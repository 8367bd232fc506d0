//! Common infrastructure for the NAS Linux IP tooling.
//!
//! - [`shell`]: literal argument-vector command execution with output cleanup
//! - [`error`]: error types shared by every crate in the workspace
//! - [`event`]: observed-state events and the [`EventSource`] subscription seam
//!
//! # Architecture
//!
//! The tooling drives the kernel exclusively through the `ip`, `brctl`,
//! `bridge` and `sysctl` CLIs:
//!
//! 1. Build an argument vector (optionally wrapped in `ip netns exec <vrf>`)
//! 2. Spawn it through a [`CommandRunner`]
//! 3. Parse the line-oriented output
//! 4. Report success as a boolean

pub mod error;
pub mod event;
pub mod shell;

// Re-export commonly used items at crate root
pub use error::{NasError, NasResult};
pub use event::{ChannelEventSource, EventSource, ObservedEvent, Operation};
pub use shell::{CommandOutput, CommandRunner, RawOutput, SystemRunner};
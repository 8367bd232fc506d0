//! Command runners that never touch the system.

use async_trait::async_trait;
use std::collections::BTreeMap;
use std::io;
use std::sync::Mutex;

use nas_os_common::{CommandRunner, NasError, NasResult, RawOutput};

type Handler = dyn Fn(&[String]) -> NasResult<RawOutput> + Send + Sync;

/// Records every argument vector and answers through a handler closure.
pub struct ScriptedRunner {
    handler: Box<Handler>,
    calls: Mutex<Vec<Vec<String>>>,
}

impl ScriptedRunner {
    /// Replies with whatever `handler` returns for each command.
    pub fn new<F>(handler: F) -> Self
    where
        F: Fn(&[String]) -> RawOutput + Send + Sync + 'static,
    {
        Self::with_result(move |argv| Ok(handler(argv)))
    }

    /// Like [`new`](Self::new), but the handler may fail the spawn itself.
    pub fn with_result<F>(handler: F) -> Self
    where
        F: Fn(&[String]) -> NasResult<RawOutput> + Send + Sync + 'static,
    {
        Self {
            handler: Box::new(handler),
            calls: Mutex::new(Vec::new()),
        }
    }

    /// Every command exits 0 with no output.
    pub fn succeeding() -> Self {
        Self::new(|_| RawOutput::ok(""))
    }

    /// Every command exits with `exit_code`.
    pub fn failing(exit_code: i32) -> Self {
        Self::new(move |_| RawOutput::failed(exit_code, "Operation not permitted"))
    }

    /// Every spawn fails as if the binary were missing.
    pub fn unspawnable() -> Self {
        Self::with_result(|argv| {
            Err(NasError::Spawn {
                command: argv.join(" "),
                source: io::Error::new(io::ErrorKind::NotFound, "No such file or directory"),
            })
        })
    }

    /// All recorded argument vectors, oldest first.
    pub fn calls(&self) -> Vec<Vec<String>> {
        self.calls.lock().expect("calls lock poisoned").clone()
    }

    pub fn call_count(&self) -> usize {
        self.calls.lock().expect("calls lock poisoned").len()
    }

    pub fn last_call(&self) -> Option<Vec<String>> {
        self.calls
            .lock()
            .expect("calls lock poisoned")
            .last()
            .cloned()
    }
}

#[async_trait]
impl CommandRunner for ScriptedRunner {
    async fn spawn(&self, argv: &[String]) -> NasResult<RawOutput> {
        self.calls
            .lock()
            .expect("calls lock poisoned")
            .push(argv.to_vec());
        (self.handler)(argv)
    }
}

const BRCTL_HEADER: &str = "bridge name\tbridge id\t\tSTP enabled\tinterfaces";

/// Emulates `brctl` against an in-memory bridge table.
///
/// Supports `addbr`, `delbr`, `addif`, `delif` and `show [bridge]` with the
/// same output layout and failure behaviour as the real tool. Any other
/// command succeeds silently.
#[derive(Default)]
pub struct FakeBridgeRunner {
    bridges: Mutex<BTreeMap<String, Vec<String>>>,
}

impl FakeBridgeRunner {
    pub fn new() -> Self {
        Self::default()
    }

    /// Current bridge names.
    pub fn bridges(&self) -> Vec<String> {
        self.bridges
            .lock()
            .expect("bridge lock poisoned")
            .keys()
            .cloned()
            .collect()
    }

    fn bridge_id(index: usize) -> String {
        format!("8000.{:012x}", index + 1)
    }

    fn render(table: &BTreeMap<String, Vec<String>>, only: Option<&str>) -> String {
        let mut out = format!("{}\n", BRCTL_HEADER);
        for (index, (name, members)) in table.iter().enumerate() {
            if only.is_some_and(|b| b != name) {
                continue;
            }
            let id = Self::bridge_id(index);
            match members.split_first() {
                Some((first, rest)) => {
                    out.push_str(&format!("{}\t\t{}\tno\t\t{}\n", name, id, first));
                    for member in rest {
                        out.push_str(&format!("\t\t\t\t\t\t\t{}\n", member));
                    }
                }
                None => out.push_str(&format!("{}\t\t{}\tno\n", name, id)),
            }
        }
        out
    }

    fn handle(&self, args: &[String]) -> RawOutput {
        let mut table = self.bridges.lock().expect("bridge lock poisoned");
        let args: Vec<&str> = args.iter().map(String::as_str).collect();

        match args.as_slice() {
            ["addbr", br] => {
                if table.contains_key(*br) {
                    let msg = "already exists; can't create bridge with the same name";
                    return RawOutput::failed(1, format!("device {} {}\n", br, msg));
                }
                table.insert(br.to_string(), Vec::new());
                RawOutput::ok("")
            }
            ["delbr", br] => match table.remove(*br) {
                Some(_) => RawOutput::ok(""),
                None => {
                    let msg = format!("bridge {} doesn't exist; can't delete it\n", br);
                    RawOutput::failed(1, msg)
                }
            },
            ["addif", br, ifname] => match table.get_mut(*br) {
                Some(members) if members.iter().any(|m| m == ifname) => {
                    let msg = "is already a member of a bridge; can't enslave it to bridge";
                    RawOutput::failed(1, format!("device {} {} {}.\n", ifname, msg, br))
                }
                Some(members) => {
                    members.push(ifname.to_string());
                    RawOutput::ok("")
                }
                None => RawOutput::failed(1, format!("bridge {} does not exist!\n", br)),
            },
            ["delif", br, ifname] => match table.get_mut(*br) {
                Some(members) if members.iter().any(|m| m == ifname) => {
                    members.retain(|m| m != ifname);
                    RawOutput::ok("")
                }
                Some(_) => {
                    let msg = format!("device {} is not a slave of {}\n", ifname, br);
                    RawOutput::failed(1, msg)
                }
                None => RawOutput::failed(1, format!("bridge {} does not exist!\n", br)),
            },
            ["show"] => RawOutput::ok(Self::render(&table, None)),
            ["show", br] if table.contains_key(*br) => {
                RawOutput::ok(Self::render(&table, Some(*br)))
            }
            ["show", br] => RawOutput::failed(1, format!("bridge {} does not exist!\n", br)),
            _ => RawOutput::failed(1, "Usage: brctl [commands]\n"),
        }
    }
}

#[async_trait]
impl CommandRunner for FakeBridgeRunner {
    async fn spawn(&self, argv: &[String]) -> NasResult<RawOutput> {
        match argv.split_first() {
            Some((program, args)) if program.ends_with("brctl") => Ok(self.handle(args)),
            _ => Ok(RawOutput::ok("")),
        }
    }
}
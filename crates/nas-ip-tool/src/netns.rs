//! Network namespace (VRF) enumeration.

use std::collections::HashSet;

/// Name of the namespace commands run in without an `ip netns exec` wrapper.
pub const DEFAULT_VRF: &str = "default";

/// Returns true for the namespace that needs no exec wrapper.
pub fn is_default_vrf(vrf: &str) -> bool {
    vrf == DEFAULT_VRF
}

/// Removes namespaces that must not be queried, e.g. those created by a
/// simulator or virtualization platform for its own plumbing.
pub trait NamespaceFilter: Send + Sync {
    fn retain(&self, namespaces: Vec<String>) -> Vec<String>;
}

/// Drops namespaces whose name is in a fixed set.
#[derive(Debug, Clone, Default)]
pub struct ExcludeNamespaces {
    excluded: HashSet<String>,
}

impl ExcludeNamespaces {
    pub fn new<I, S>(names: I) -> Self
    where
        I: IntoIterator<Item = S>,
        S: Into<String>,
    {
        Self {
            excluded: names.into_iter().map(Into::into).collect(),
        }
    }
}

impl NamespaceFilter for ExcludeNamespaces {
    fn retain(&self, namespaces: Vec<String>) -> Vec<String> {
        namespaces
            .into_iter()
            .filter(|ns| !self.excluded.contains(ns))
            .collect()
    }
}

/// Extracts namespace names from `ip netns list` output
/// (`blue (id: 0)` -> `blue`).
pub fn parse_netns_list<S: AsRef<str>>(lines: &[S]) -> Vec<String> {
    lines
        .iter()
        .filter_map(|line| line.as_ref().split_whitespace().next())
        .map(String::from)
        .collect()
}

━━━━━━━━━━━━━━━━━━━━━━━━━━━━━━

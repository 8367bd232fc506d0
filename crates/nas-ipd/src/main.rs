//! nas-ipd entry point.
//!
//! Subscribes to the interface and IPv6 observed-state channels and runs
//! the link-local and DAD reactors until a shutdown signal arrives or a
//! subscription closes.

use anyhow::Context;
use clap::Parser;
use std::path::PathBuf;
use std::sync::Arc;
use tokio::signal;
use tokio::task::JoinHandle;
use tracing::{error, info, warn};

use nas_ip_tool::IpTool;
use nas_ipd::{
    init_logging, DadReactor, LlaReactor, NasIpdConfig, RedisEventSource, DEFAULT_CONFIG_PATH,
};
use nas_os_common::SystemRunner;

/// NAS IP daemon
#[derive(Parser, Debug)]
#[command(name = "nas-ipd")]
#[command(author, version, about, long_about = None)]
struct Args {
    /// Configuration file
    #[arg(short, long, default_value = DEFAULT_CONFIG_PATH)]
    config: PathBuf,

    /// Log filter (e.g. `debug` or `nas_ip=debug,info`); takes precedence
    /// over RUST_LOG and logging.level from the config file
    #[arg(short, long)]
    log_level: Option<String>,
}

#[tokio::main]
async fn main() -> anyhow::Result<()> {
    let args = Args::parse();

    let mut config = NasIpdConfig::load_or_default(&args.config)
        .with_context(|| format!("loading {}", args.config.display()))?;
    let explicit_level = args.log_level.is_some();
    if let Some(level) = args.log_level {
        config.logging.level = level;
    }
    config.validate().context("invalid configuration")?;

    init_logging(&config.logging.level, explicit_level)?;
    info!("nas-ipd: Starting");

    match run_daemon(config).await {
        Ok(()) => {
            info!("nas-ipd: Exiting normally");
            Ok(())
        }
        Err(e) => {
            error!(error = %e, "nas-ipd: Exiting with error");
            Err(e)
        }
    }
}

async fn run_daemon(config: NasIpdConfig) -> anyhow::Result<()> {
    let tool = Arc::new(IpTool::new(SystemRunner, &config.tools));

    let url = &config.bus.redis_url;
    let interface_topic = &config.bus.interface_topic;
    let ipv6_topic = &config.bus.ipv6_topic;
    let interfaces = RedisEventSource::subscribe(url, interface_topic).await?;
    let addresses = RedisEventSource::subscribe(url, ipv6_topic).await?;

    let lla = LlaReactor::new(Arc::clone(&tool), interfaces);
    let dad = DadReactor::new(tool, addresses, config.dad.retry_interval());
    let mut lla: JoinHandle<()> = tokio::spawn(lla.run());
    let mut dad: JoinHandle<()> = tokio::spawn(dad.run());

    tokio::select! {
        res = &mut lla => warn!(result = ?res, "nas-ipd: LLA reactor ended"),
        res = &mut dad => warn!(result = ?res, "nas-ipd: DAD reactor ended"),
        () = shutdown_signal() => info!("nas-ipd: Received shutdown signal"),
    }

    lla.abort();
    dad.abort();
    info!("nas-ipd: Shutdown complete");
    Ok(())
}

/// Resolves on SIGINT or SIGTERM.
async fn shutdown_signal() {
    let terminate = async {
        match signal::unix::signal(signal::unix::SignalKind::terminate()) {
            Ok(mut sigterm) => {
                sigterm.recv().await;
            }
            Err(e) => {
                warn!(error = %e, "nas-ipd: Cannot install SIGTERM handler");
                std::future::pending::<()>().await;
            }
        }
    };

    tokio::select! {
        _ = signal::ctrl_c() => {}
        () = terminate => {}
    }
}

━━━━━━━━━━━━━━━━━━━━━━━━━━━━━━

WHAT YOU WILL DO :: Could you restate word for word the lines above, from the one that contains "with no output." through the one that contains "Current bridge names.", and no others?

TASK ANSWER ::
    /// Every command exits 0 with no output.
    pub fn succeeding() -> Self {
        Self::new(|_| RawOutput::ok(""))
    }

    /// Every command exits with `exit_code`.
    pub fn failing(exit_code: i32) -> Self {
        Self::new(move |_| RawOutput::failed(exit_code, "Operation not permitted"))
    }

    /// Every spawn fails as if the binary were missing.
    pub fn unspawnable() -> Self {
        Self::with_result(|argv| {
            Err(NasError::Spawn {
                command: argv.join(" "),
                source: io::Error::new(io::ErrorKind::NotFound, "No such file or directory"),
            })
        })
    }

    /// All recorded argument vectors, oldest first.
    pub fn calls(&self) -> Vec<Vec<String>> {
        self.calls.lock().expect("calls lock poisoned").clone()
    }

    pub fn call_count(&self) -> usize {
        self.calls.lock().expect("calls lock poisoned").len()
    }

    pub fn last_call(&self) -> Option<Vec<String>> {
        self.calls
            .lock()
            .expect("calls lock poisoned")
            .last()
            .cloned()
    }
}

#[async_trait]
impl CommandRunner for ScriptedRunner {
    async fn spawn(&self, argv: &[String]) -> NasResult<RawOutput> {
        self.calls
            .lock()
            .expect("calls lock poisoned")
            .push(argv.to_vec());
        (self.handler)(argv)
    }
}

const BRCTL_HEADER: &str = "bridge name\tbridge id\t\tSTP enabled\tinterfaces";

/// Emulates `brctl` against an in-memory bridge table.
///
/// Supports `addbr`, `delbr`, `addif`, `delif` and `show [bridge]` with the
/// same output layout and failure behaviour as the real tool. Any other
/// command succeeds silently.
#[derive(Default)]
pub struct FakeBridgeRunner {
    bridges: Mutex<BTreeMap<String, Vec<String>>>,
}

impl FakeBridgeRunner {
    pub fn new() -> Self {
        Self::default()
    }

    /// Current bridge names.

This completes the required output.